Substrate, along with current velocity, accounted for differences in the abundance of the major groups of invertebrates (Simuliidae, Pulmonata and Coleoptera) found in the four stations as confirmed by coinertia analysis. Seasonal variations in the abundance of Simuliidae and Chironomidae also reflected the varying colonization potential of the different biotopes in different months.

The water chemistry of running waters is dependent on the physical and geological features of the drainage basin (Bishop, 1973). Water quality conditions directly affect the structure of stream communities (Bunn & Davies, 1992; Camargo, 1992). The low overall faunal diversity of the streams investigated cannot be attributed to low chemical quality, anthropogenic pressures are almost absent in the area. The chemical parameters estimated here were comprised within the ranges reported in the other waters of the northern Oman Mountains (Stanger, 1986) and in other tropic streams (Ogbeibu & Victor, 1989; Victor & Ogbeibu, 1985, 1991). Differences in the distribution and abundance of invertebrates could not be attributed to any specific chemical parameter because the water chemistry did not differ significantly in all biotopes and stations, pH values higher than 8, conductivity comprised between 400 and 600 µS cm–1 (Table 1) should not be responsible in a reduction in biodiversity.

Thirty two invertebrate taxa recorded in these streams is a low number when compared to other tropical streams. Further taxonomic studies and longer sampling duration may increase the number of taxa to some extent, but it is emphasised that diversity is generally low in physically controlled systems (Odum, 1971), relatively few species are capable of tolerating the harshness of the environmental conditions associated with the hot and arid climate, thus explaining the poor faunal diversity (Lawrence, 1981; Louw & Seely, 1982; Carl, 1989). The low number of benthic invertebrates recorded here is expected. The irregular flood cycles of streams such as this are an added problem for survival. Pulmonates and Diptera are common and often the major components of many tropical streams, but the latter are usually the dominant taxa (Ogbeibu & Victor, 1989; Victor & Ogbeibu, 1985, 1991). In the studied biotopes, Diptera, with a relative abundance of 18-71%, were more abundant than Pulmonata, represented only by 21-67%, while Heteroptera, seldom abundant in tropical streams, accounted for 0-10%. The heterogeneous distribution and abundance of taxa among the different biotopes at the same station is not unusual in temperate and tropical stream. This is a reflection of niche availability governed by physical, chemical and biological factors. All invertebrate taxa recorded in these streams either have terrestrial life stages (aquatic insects) or have adaptations for surmounting unfavourable conditions such as drought (Pulmonata).

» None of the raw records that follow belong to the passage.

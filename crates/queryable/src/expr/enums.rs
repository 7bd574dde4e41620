//! Enumeration descriptors.
//!
//! Enumerated fields are compared by their wire string, not their numeric
//! value. A descriptor lists the members of one enumeration together with an
//! optional per-member alias that overrides the member name on the wire.

use serde::{Deserialize, Serialize};

use super::value::Value;

/// One member of an enumeration.
#[derive(Debug, Clone, PartialEq, Eq, Serialize, Deserialize)]
pub struct EnumMember {
    /// Member name.
    pub name: String,
    /// Numeric value.
    pub value: i64,
    /// Wire string overriding the name, if any.
    #[serde(skip_serializing_if = "Option::is_none")]
    pub alias: Option<String>,
}

impl EnumMember {
    /// Returns the string sent to the remote service for this member.
    pub fn wire_string(&self) -> &str {
        self.alias.as_deref().unwrap_or(&self.name)
    }
}

/// The members of an enumeration type.
#[derive(Debug, Clone, PartialEq, Eq, Serialize, Deserialize)]
pub struct EnumDescriptor {
    name: String,
    members: Vec<EnumMember>,
}

impl EnumDescriptor {
    /// Creates an empty descriptor for the named enumeration.
    pub fn new(name: impl Into<String>) -> Self {
        Self {
            name: name.into(),
            members: Vec::new(),
        }
    }

    /// Adds a member that goes over the wire under its own name.
    pub fn with_member(mut self, name: impl Into<String>, value: i64) -> Self {
        self.members.push(EnumMember {
            name: name.into(),
            value,
            alias: None,
        });
        self
    }

    /// Adds a member with a wire-string alias.
    pub fn with_aliased_member(
        mut self,
        name: impl Into<String>,
        value: i64,
        alias: impl Into<String>,
    ) -> Self {
        self.members.push(EnumMember {
            name: name.into(),
            value,
            alias: Some(alias.into()),
        });
        self
    }

    /// Returns the enumeration name.
    pub fn name(&self) -> &str {
        &self.name
    }

    /// Returns the declared members.
    pub fn members(&self) -> &[EnumMember] {
        &self.members
    }

    /// Looks up a member by numeric value.
    ///
    /// When several members share a value, the first declared wins.
    pub fn member_by_value(&self, value: i64) -> Option<&EnumMember> {
        self.members.iter().find(|m| m.value == value)
    }

    /// Looks up a member by name.
    pub fn member_by_name(&self, name: &str) -> Option<&EnumMember> {
        self.members.iter().find(|m| m.name == name)
    }

    /// Looks up a member by the string it goes over the wire as.
    pub fn member_by_wire_string(&self, wire: &str) -> Option<&EnumMember> {
        self.members.iter().find(|m| m.wire_string() == wire)
    }

    /// Maps a comparison constant to the member's wire string.
    ///
    /// Integers and enum values are matched by ordinal, strings by member
    /// name or wire string. Anything naming no member yields `None`.
    pub fn wire_string(&self, value: &Value) -> Option<String> {
        let member = match value {
            Value::String(s) => self
                .member_by_name(s)
                .or_else(|| self.member_by_wire_string(s)),
            other => other
                .as_i64()
                .and_then(|ordinal| self.member_by_value(ordinal)),
        };
        member.map(|m| m.wire_string().to_string())
    }
}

Most species found are widely distributed, but there are some remarkable exceptions as Polypedilum bifurcatum, Setodes acutus and Simulium buettikeri (see Results), suggesting that the macroin-vertebrate fauna of these arid zones merits further study.

There are areas in the world where water deficit is critical and this challenge is seriously aggravated by climate change, so it is urgent to deepen our knowledge of these areas; the arid zone of Northern Oman must be surely qualified as a region of high interest and the scarcity of work on these areas, makes the need of further work impelling.